◆ **GIVEN ENTRIES**
//! FFI bindings for Phenomind Analytics
//!
//! This module provides C-compatible functions for calling the analytics
//! pipeline from other languages. All functions take and return null-terminated
//! JSON strings; returned strings must be freed with `phenomind_free_string`.

use std::cell::RefCell;
use std::ffi::{CStr, CString};
use std::os::raw::c_char;
use std::ptr;

use crate::error::AnalyticsError;
use crate::pipeline::{patient_analytics, population_analytics, AnalyticsProcessor};

thread_local! {
    static LAST_ERROR: RefCell<Option<CString>> = const { RefCell::new(None) };
}

fn set_last_error(msg: &str) {
    LAST_ERROR.with(|e| {
        *e.borrow_mut() = CString::new(msg).ok();
    });
}

fn clear_last_error() {
    LAST_ERROR.with(|e| {
        *e.borrow_mut() = None;
    });
}

/// Read a caller-owned C string
unsafe fn cstr_to_string(ptr: *const c_char, what: &str) -> Result<String, AnalyticsError> {
    if ptr.is_null() {
        return Err(AnalyticsError::InvalidInput(format!("Null {what} pointer")));
    }
    CStr::from_ptr(ptr)
        .to_str()
        .map(str::to_string)
        .map_err(|_| AnalyticsError::InvalidInput(format!("{what} is not valid UTF-8")))
}

/// Hand a string to the caller (caller must free)
fn string_to_cstr(s: &str) -> *mut c_char {
    match CString::new(s) {
        Ok(cstr) => cstr.into_raw(),
        Err(_) => {
            set_last_error("Output contains an interior NUL byte");
            ptr::null_mut()
        }
    }
}

/// Convert a pipeline result into an owned C string, recording failures
fn into_cstr(result: Result<String, AnalyticsError>) -> *mut c_char {
    match result {
        Ok(json) => string_to_cstr(&json),
        Err(e) => {
            set_last_error(&e.to_string());
            ptr::null_mut()
        }
    }
}

// ============================================================================
// Stateless API
// ============================================================================

/// Compute patient analytics for a JSON request.
///
/// # Safety
/// - `request_json` must be a valid null-terminated C string.
/// - Returns a newly allocated string that must be freed with `phenomind_free_string`.
/// - Returns NULL on error; call `phenomind_last_error` to get the error message.
#[no_mangle]
pub unsafe extern "C" fn phenomind_patient_analytics(request_json: *const c_char) -> *mut c_char {
    clear_last_error();
    into_cstr(cstr_to_string(request_json, "request JSON").and_then(patient_analytics))
}

/// Compute population analytics for a JSON array of patient records.
///
/// # Safety
/// - `members_json` must be a valid null-terminated C string.
/// - Returns a newly allocated string that must be freed with `phenomind_free_string`.
/// - Returns NULL on error; call `phenomind_last_error` to get the error message.
#[no_mangle]
pub unsafe extern "C" fn phenomind_population_analytics(
    members_json: *const c_char,
) -> *mut c_char {
    clear_last_error();
    into_cstr(cstr_to_string(members_json, "members JSON").and_then(population_analytics))
}

// ============================================================================
// Processor API
// ============================================================================

/// Opaque handle to an AnalyticsProcessor
pub struct PhenomindProcessorHandle {
    processor: AnalyticsProcessor,
}

/// Create a processor with default thresholds.
///
/// # Safety
/// - Returns a pointer to a newly allocated processor.
/// - Must be freed with `phenomind_processor_free`.
#[no_mangle]
pub unsafe extern "C" fn phenomind_processor_new() -> *mut PhenomindProcessorHandle {
    clear_last_error();
    Box::into_raw(Box::new(PhenomindProcessorHandle {
        processor: AnalyticsProcessor::new(),
    }))
}

/// Create a processor from a JSON configuration document.
///
/// # Safety
/// - `config_json` must be a valid null-terminated C string.
/// - Must be freed with `phenomind_processor_free`.
/// - Returns NULL if the configuration is invalid; call `phenomind_last_error`.
#[no_mangle]
pub unsafe extern "C" fn phenomind_processor_new_with_config(
    config_json: *const c_char,
) -> *mut PhenomindProcessorHandle {
    clear_last_error();

    let processor = cstr_to_string(config_json, "config JSON")
        .and_then(|json| AnalyticsProcessor::from_config_json(&json));

    match processor {
        Ok(processor) => Box::into_raw(Box::new(PhenomindProcessorHandle { processor })),
        Err(e) => {
            set_last_error(&e.to_string());
            ptr::null_mut()
        }
    }
}

/// Compute patient analytics with a configured processor.
///
/// # Safety
/// - `processor` must be a valid pointer returned by `phenomind_processor_new*`.
/// - `request_json` must be a valid null-terminated C string.
/// - Returns a newly allocated string that must be freed with `phenomind_free_string`.
/// - Returns NULL on error; call `phenomind_last_error` to get the error message.
#[no_mangle]
pub unsafe extern "C" fn phenomind_processor_analyze(
    processor: *const PhenomindProcessorHandle,
    request_json: *const c_char,
) -> *mut c_char {
    clear_last_error();

    if processor.is_null() {
        set_last_error("Null processor pointer");
        return ptr::null_mut();
    }

    let handle = &*processor;
    into_cstr(
        cstr_to_string(request_json, "request JSON")
            .and_then(|json| handle.processor.process_patient(&json)),
    )
}

/// Free a processor.
///
/// # Safety
/// - `processor` must be a valid pointer returned by `phenomind_processor_new*`, or NULL.
/// - After calling this function, the pointer is invalid.
#[no_mangle]
pub unsafe extern "C" fn phenomind_processor_free(processor: *mut PhenomindProcessorHandle) {
    if !processor.is_null() {
        drop(Box::from_raw(processor));
    }
}

// ============================================================================
// Memory Management
// ============================================================================

/// Free a string returned by a Phenomind function.
///
/// # Safety
/// - `ptr` must be a valid pointer returned by a Phenomind function, or NULL.
/// - After calling this function, the pointer is invalid.
#[no_mangle]
pub unsafe extern "C" fn phenomind_free_string(ptr: *mut c_char) {
    if !ptr.is_null() {
        drop(CString::from_raw(ptr));
    }
}

// ============================================================================
// Error Handling
// ============================================================================

/// Get the last error message.
///
/// # Safety
/// - Returns a pointer to a thread-local error string.
/// - The returned pointer is valid until the next Phenomind call on this thread.
/// - Do NOT free the returned pointer.
/// - Returns NULL if no error occurred.
#[no_mangle]
pub unsafe extern "C" fn phenomind_last_error() -> *const c_char {
    LAST_ERROR.with(|e| match &*e.borrow() {
        Some(cstr) => cstr.as_ptr(),
        None => ptr::null(),
    })
}

// ============================================================================
// Version Information
// ============================================================================

/// Get the library version.
///
/// # Safety
/// - Returns a pointer to a static string. Do NOT free.
#[no_mangle]
pub unsafe extern "C" fn phenomind_version() -> *const c_char {
    static VERSION: &[u8] = concat!(env!("CARGO_PKG_VERSION"), "\0").as_bytes();
    VERSION.as_ptr() as *const c_char
}

#[cfg(test)]
mod tests {
    use super::*;

    fn sample_request() -> CString {
        CString::new(
            r#"{
            "patient": {
                "riskScore": 80,
                "disorder": "GAD",
                "disorderFull": "Generalized Anxiety Disorder",
                "wearable": { "hrvBaseline": 55 }
            },
            "series": [
                { "day": "2024-05-01", "mood": 5, "sleep": 6.4, "hrv": 39, "activity": 7400 },
                { "day": "2024-05-02", "mood": 4, "sleep": 6.1, "hrv": 37, "activity": 6900 },
                { "day": "2024-05-03", "mood": 5, "sleep": 6.6, "hrv": 41, "activity": 7100 }
            ]
        }"#,
        )
        .unwrap()
    }

    unsafe fn take_string(ptr: *mut c_char) -> String {
        assert!(!ptr.is_null());
        let s = CStr::from_ptr(ptr).to_str().unwrap().to_string();
        phenomind_free_string(ptr);
        s
    }

    #[test]
    fn test_ffi_patient_analytics() {
        let request = sample_request();

        unsafe {
            let json = take_string(phenomind_patient_analytics(request.as_ptr()));
            let report: serde_json::Value = serde_json::from_str(&json).unwrap();

            assert_eq!(report["riskScore"], 80.0);
            assert_eq!(report["recommendations"][0]["action"], "urgent_evaluation");
            assert!(phenomind_last_error().is_null());
        }
    }

    #[test]
    fn test_ffi_population_analytics() {
        let members = CString::new(r#"[{ "riskScore": 70, "disorderFull": "PTSD" }]"#).unwrap();

        unsafe {
            let json = take_string(phenomind_population_analytics(members.as_ptr()));
            let report: serde_json::Value = serde_json::from_str(&json).unwrap();
            assert_eq!(report["summary"]["highRiskPercentage"], 100.0);
        }
    }

    #[test]
    fn test_ffi_processor_lifecycle() {
        let config = CString::new(r#"{ "engine": { "max_recommendations": 2 } }"#).unwrap();
        let request = sample_request();

        unsafe {
            let processor = phenomind_processor_new_with_config(config.as_ptr());
            assert!(!processor.is_null());

            let json = take_string(phenomind_processor_analyze(processor, request.as_ptr()));
            let report: serde_json::Value = serde_json::from_str(&json).unwrap();
            assert_eq!(report["recommendations"].as_array().unwrap().len(), 2);

            let default_processor = phenomind_processor_new();
            let json = take_string(phenomind_processor_analyze(
                default_processor,
                request.as_ptr(),
            ));
            assert!(json.contains("biomarkerDrivers"));

            phenomind_processor_free(processor);
            phenomind_processor_free(default_processor);
            phenomind_processor_free(ptr::null_mut());
        }
    }

    #[test]
    fn test_ffi_invalid_config() {
        let config = CString::new(r#"{ "engine": { "max_recommendations": 0 } }"#).unwrap();

        unsafe {
            let processor = phenomind_processor_new_with_config(config.as_ptr());
            assert!(processor.is_null());

            let error = CStr::from_ptr(phenomind_last_error()).to_str().unwrap();
            assert!(error.contains("max_recommendations"));
        }
    }

    #[test]
    fn test_ffi_error_handling() {
        let invalid = CString::new("not json").unwrap();

        unsafe {
            let result = phenomind_patient_analytics(invalid.as_ptr());
            assert!(result.is_null());

            let error = phenomind_last_error();
            assert!(!error.is_null());
            let error_str = CStr::from_ptr(error).to_str().unwrap();
            assert!(error_str.starts_with("Invalid JSON"));

            assert!(phenomind_patient_analytics(ptr::null()).is_null());
            let error_str = CStr::from_ptr(phenomind_last_error()).to_str().unwrap();
            assert!(error_str.contains("Null request JSON pointer"));

            let result = phenomind_processor_analyze(ptr::null(), invalid.as_ptr());
            assert!(result.is_null());
        }
    }

    #[test]
    fn test_ffi_version() {
        unsafe {
            let version = phenomind_version();
            assert!(!version.is_null());

            let version_str = CStr::from_ptr(version).to_str().unwrap();
            assert_eq!(version_str, crate::PHENOMIND_VERSION);
        }
    }
}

◆ **WHAT IS BEING ASKED**
Go through the entries and copy every line with "terminated".

◆ **RESPONSE**
//! pipeline from other languages. All functions take and return null-terminated
/// - `request_json` must be a valid null-terminated C string.
/// - `members_json` must be a valid null-terminated C string.
/// - `config_json` must be a valid null-terminated C string.
/// - `request_json` must be a valid null-terminated C string.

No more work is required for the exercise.